Coupled with the government’s reforms are £20 billion of cuts to the NHS budget over the next four years. Already this is leading to necessary operations like hip and knee replacements and cataract surgery being withdrawn, and operations being withheld from people who drink and smoke.
The cuts will prove a key mobilising factor as crucial services and facilities are withdrawn or closed, and previously public NHS departments are privatised. While dozens of campaigns will spring up around the country as cuts start to bite, these local campaigns must crystallise into a national movement to save the NHS. We need to build a campaign as massive as the antiwar movement, with local groups in every town and city, rooted in the community carrying out regular activities, with a national centre to coordinate resistance around the country, calling national days of action and protests.
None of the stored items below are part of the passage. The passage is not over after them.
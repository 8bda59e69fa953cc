//
// Copyright (c) The Holo Core Contributors
//
// SPDX-License-Identifier: MIT
//

use std::str::FromStr;

use isisd_yang::data::DataNodeRef;
use isisd_yang::schema::LeafType;

/// Extension methods for `DataNodeRef`.
pub trait DataNodeRefExt {
    fn exists(&self, path: &str) -> bool;
    fn get_u8(&self) -> u8;
    fn get_u8_relative(&self, path: &str) -> Option<u8>;
    fn get_u16(&self) -> u16;
    fn get_u16_relative(&self, path: &str) -> Option<u16>;
    fn get_u32(&self) -> u32;
    fn get_u32_relative(&self, path: &str) -> Option<u32>;
    fn get_bool(&self) -> bool;
    fn get_bool_relative(&self, path: &str) -> Option<bool>;
    fn get_string(&self) -> String;
    fn get_string_relative(&self, path: &str) -> Option<String>;
}

// ===== impl DataNodeRef =====

impl DataNodeRefExt for DataNodeRef<'_> {
    fn exists(&self, path: &str) -> bool {
        self.find_relative(path).is_some()
    }

    fn get_u8(&self) -> u8 {
        get_number(self, LeafType::Uint8, "uint8")
    }

    fn get_u8_relative(&self, path: &str) -> Option<u8> {
        self.find_relative(path).map(|dnode| dnode.get_u8())
    }

    fn get_u16(&self) -> u16 {
        get_number(self, LeafType::Uint16, "uint16")
    }

    fn get_u16_relative(&self, path: &str) -> Option<u16> {
        self.find_relative(path).map(|dnode| dnode.get_u16())
    }

    fn get_u32(&self) -> u32 {
        get_number(self, LeafType::Uint32, "uint32")
    }

    fn get_u32_relative(&self, path: &str) -> Option<u32> {
        self.find_relative(path).map(|dnode| dnode.get_u32())
    }

    fn get_bool(&self) -> bool {
        match (self.schema().leaf_type(), self.value()) {
            (Some(LeafType::Bool), Some(value)) => value == "true",
            _ => panic_wrong_dnode_type(self, "bool"),
        }
    }

    fn get_bool_relative(&self, path: &str) -> Option<bool> {
        self.find_relative(path).map(|dnode| dnode.get_bool())
    }

    fn get_string(&self) -> String {
        self.value()
            .expect("data node doesn't hold any value")
            .to_owned()
    }

    fn get_string_relative(&self, path: &str) -> Option<String> {
        self.find_relative(path).map(|dnode| dnode.get_string())
    }
}

// ===== helper functions =====

fn get_number<T: FromStr>(
    dnode: &DataNodeRef<'_>,
    leaf_type: LeafType,
    type_name: &str,
) -> T {
    if dnode.schema().leaf_type() != Some(leaf_type) {
        panic_wrong_dnode_type(dnode, type_name);
    }
    dnode
        .value()
        .expect("data node doesn't hold any value")
        .parse()
        .unwrap_or_else(|_| panic_wrong_dnode_type(dnode, type_name))
}

fn panic_wrong_dnode_type(dnode: &DataNodeRef<'_>, expected: &str) -> ! {
    panic!(
        "wrong data node type: {} (expected {})",
        dnode.path(),
        expected
    );
}

// ===== unit tests =====

#[cfg(test)]
mod tests {
    use isisd_yang::data::DataTree;
    use serde_json::json;

    use super::*;

    #[test]
    fn test_typed_getters() {
        let dtree = DataTree::from_json(&json!({
            "frr-interface:lib": {
                "interface": [{
                    "name": "eth0",
                    "vrf": "default",
                    "frr-isisd:isis": {
                        "area-tag": "1",
                        "ipv6-routing": [null],
                        "priority": { "level-2": 100 }
                    }
                }]
            }
        }))
        .unwrap();
        let dnode = dtree
            .find_path(
                "/frr-interface:lib/interface[name='eth0'][vrf='default']/frr-isisd:isis",
            )
            .unwrap();

        assert_eq!(dnode.get_string_relative("./area-tag").unwrap(), "1");
        assert_eq!(dnode.get_u8_relative("./priority/level-1"), Some(64));
        assert_eq!(dnode.get_u8_relative("./priority/level-2"), Some(100));
        assert_eq!(dnode.get_u32_relative("./hello/interval/level-1"), Some(3));
        assert_eq!(dnode.get_bool_relative("./hello/padding"), Some(true));
        assert!(dnode.exists("./ipv6-routing"));
        assert!(!dnode.exists("./ipv4-routing"));
        assert_eq!(dnode.get_u16_relative("./network-type"), None);
    }

    #[test]
    #[should_panic]
    fn test_wrong_type() {
        let dtree = DataTree::from_json(&json!({
            "frr-isisd:isis": { "instance": [{ "area-tag": "1" }] }
        }))
        .unwrap();
        let dnode = dtree
            .find_path("/frr-isisd:isis/instance[area-tag='1']/is-type")
            .unwrap();
        dnode.get_u16();
    }
}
If this is done it is possible to create a terminal political crisis for the government.
So far the Labour Party opposition to the Bill has been a matter of speeches. They hope that the NHS reform’s unpopularity will fuel a Labour vote at the next general election. The Labour Party receives millions of pounds from health unions.  We must demand that its cynical passivity ends and MPs and local parties join the fight to defend every service and every job. Their MPs must demand the total repeal of the Act. It must pledge itself to renationalise without compensation all hospitals and other facilities handed over to the privateers.
The members of the largest health unions, Unite, Unison, the RCN and BMA, along with the TUC, must force their leaders to organise a national demonstration against the reforms. Demonstrating the level of public opposition on the streets will help shatter the government’s lies that there is widespread support for their actions.
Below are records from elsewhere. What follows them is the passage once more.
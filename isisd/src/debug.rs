//
// Copyright (c) The Holo Core Contributors
//
// SPDX-License-Identifier: MIT
//
// Sponsored by NLnet as part of the Next Generation Internet initiative.
// See: https://nlnet.nl/NGI0
//

use std::borrow::Cow;

use isisd_yang::ToYang;
use tracing::{debug, debug_span};

use crate::address::{AreaAddr, SystemId};
use crate::circuit::fsm;
use crate::levels::LevelNumber;

// IS-IS debug messages.
#[derive(Debug)]
pub enum Debug<'a> {
    // Areas
    AreaCreate(&'a str),
    AreaDelete(&'a str),
    AreaAddrAdd(&'a str, &'a AreaAddr),
    AreaAddrDuplicate(&'a str, &'a AreaAddr),
    AreaAddrDelete(&'a str, &'a AreaAddr),
    AreaPasswordSet(&'a str, LevelNumber),
    AreaPasswordUnset(&'a str, LevelNumber),
    // Router identity
    SystemIdFix(&'a SystemId),
    SystemIdRelease,
    // Circuits
    CircuitCreate(&'a str),
    CircuitDelete(&'a str),
    CircuitFsmTransition(&'a str, Option<fsm::State>, Option<fsm::State>),
    CircuitAreaChange(&'a str, &'a str),
    // Southbound
    InterfaceUpdate(&'a str, bool),
    InterfaceDelete(&'a str),
}

// ===== impl Debug =====

impl Debug<'_> {
    // Log debug message using the tracing API.
    pub(crate) fn log(&self) {
        match self {
            Debug::AreaCreate(tag) | Debug::AreaDelete(tag) => {
                // Parent span(s): isis
                debug_span!("area", %tag).in_scope(|| {
                    debug!("{}", self);
                })
            }
            Debug::AreaAddrAdd(tag, addr)
            | Debug::AreaAddrDuplicate(tag, addr)
            | Debug::AreaAddrDelete(tag, addr) => {
                // Parent span(s): isis
                debug_span!("area", %tag).in_scope(|| {
                    debug!(addr = %addr.to_yang(), "{}", self);
                })
            }
            Debug::AreaPasswordSet(tag, level)
            | Debug::AreaPasswordUnset(tag, level) => {
                // Parent span(s): isis
                debug_span!("area", %tag).in_scope(|| {
                    debug!(%level, "{}", self);
                })
            }
            Debug::SystemIdFix(system_id) => {
                // Parent span(s): isis
                debug!(system_id = %system_id.to_yang(), "{}", self);
            }
            Debug::SystemIdRelease => {
                // Parent span(s): isis
                debug!("{}", self);
            }
            Debug::CircuitCreate(name) | Debug::CircuitDelete(name) => {
                // Parent span(s): isis
                debug_span!("circuit", %name).in_scope(|| {
                    debug!("{}", self);
                })
            }
            Debug::CircuitFsmTransition(name, old_state, new_state) => {
                // Parent span(s): isis
                debug_span!("circuit", %name).in_scope(|| {
                    let old_state = fsm_state_to_yang(old_state);
                    let new_state = fsm_state_to_yang(new_state);
                    debug!(%old_state, %new_state, "{}", self);
                })
            }
            Debug::CircuitAreaChange(name, area) => {
                // Parent span(s): isis
                debug_span!("circuit", %name).in_scope(|| {
                    debug!(%area, "{}", self);
                })
            }
            Debug::InterfaceUpdate(name, operative) => {
                // Parent span(s): isis
                debug!(%name, %operative, "{}", self);
            }
            Debug::InterfaceDelete(name) => {
                // Parent span(s): isis
                debug!(%name, "{}", self);
            }
        }
    }
}

impl std::fmt::Display for Debug<'_> {
    fn fmt(&self, f: &mut std::fmt::Formatter<'_>) -> std::fmt::Result {
        match self {
            Debug::AreaCreate(..) => {
                write!(f, "area created")
            }
            Debug::AreaDelete(..) => {
                write!(f, "area deleted")
            }
            Debug::AreaAddrAdd(..) => {
                write!(f, "area address added")
            }
            Debug::AreaAddrDuplicate(..) => {
                write!(f, "area address already configured")
            }
            Debug::AreaAddrDelete(..) => {
                write!(f, "area address removed")
            }
            Debug::AreaPasswordSet(..) => {
                write!(f, "authentication password set")
            }
            Debug::AreaPasswordUnset(..) => {
                write!(f, "authentication password unset")
            }
            Debug::SystemIdFix(..) => {
                write!(f, "system ID set")
            }
            Debug::SystemIdRelease => {
                write!(f, "router has no system ID")
            }
            Debug::CircuitCreate(..) => {
                write!(f, "circuit created")
            }
            Debug::CircuitDelete(..) => {
                write!(f, "circuit deleted")
            }
            Debug::CircuitFsmTransition(..) => {
                write!(f, "state transition")
            }
            Debug::CircuitAreaChange(..) => {
                write!(f, "circuit moved to another area")
            }
            Debug::InterfaceUpdate(..) => {
                write!(f, "interface update")
            }
            Debug::InterfaceDelete(..) => {
                write!(f, "interface delete")
            }
        }
    }
}

// ===== helper functions =====

fn fsm_state_to_yang(state: &Option<fsm::State>) -> Cow<'static, str> {
    match state {
        Some(state) => state.to_yang(),
        None => "none".into(),
    }
}
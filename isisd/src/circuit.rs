//
// Copyright (c) The Holo Core Contributors
//
// SPDX-License-Identifier: MIT
//
// Sponsored by NLnet as part of the Next Generation Internet initiative.
// See: https://nlnet.nl/NGI0
//

use isisd_utils::ip::AddressFamilies;

use crate::area::Area;
use crate::collections::{AreaIndex, CircuitIndex};
use crate::debug::Debug;
use crate::error::Error;
use crate::instance::{InstanceArenas, InstanceChannelsTx};
use crate::levels::LevelType;
use crate::northbound::configuration::CircuitCfg;
use crate::tasks::messages::output::{
    CircuitUpdMsg, LspRegenerateMsg, ProtocolMsg,
};

// A circuit binds an IS-IS area to an interface. Its lifecycle is driven by
// the circuit state machine, combining configuration (area enable/disable)
// and interface operational status (up/down) events.
#[derive(Debug)]
pub struct Circuit {
    pub index: CircuitIndex,
    pub ifname: String,
    pub vrf: String,
    pub state: fsm::State,
    pub area: Option<AreaIndex>,
    pub config: CircuitCfg,
}

pub mod fsm {
    use serde::{Deserialize, Serialize};

    use crate::collections::AreaIndex;

    #[derive(Clone, Copy, Debug, Eq, Ord, PartialEq, PartialOrd)]
    #[derive(Deserialize, Serialize)]
    pub enum State {
        // Bound to an operational interface only.
        Init,
        // Configured in an area only.
        Conf,
        // Both configured and operational.
        Up,
    }

    #[derive(Clone, Copy, Debug, Eq, PartialEq)]
    pub enum Event {
        IsisEnable(AreaIndex),
        IfUpFromZ,
        IsisDisable,
        IfDownFromZ,
    }
}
Ultimately though it will take a massive campaign built from the grassroots up to stop the destruction of the NHS. We need a movement on the scale of the Stop the War Coalition, which can mobilise people with the same energy and dynamism, build links between local communities affected by the cuts, health workers and their unions. What it must not do is make the same mistakes as the Stop the War. It cannot restrict itself to demonstrations but must take direct action, strikes and sit-ins, to stop closures and privatisations.
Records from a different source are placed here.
//
// Copyright (c) The Holo Core Contributors
//
// SPDX-License-Identifier: MIT
//

use serde::{Deserialize, Serialize};

// Address family identifier.
//
// IANA registry:
// http://www.iana.org/assignments/address-family-numbers
#[derive(Clone, Copy, Debug, Eq, Hash, Ord, PartialEq, PartialOrd)]
#[derive(Deserialize, Serialize)]
pub enum AddressFamily {
    Ipv4 = 1,
    Ipv6 = 2,
}

// Container for storing separate values for IPv4 and IPv6.
#[derive(Clone, Copy, Debug, Default, Eq, PartialEq)]
pub struct AddressFamilies<T> {
    pub ipv4: T,
    pub ipv6: T,
}

// ===== impl AddressFamily =====

impl AddressFamily {
    // Returns the name of the data node enabling routing for this address
    // family on a circuit.
    pub fn routing_leaf(&self) -> &'static str {
        match self {
            AddressFamily::Ipv4 => "ipv4-routing",
            AddressFamily::Ipv6 => "ipv6-routing",
        }
    }

    // Returns the other address family.
    pub fn sibling(&self) -> AddressFamily {
        match self {
            AddressFamily::Ipv4 => AddressFamily::Ipv6,
            AddressFamily::Ipv6 => AddressFamily::Ipv4,
        }
    }
}

impl std::fmt::Display for AddressFamily {
    fn fmt(&self, f: &mut std::fmt::Formatter<'_>) -> std::fmt::Result {
        match self {
            AddressFamily::Ipv4 => write!(f, "ipv4"),
            AddressFamily::Ipv6 => write!(f, "ipv6"),
        }
    }
}

// ===== impl AddressFamilies =====

impl<T> AddressFamilies<T> {
    pub fn get(&self, af: AddressFamily) -> &T {
        match af {
            AddressFamily::Ipv4 => &self.ipv4,
            AddressFamily::Ipv6 => &self.ipv6,
        }
    }

    pub fn get_mut(&mut self, af: AddressFamily) -> &mut T {
        match af {
            AddressFamily::Ipv4 => &mut self.ipv4,
            AddressFamily::Ipv6 => &mut self.ipv6,
        }
    }
}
This kind of campaign can be built. Over 1.2 million people work for the NHS. Millions more use its services on a regular basis. The personnel and supporters for such a campaign are already there, but they must be organised. An opportunity to do so is coming up.
Keep Our NHS Public and the NHS Support Federation have called a National NHS Supporters Conference to be held in London on 23 June. Activists around the country should contact KONP and NHSSF and get involved in building and organising the conference. We need delegations from every town and city, from as many union branches as possible so that the conference can launch a national Save The NHS coalition and prepare for a fight that could sink these devastating reforms, and bring down the ConDem government.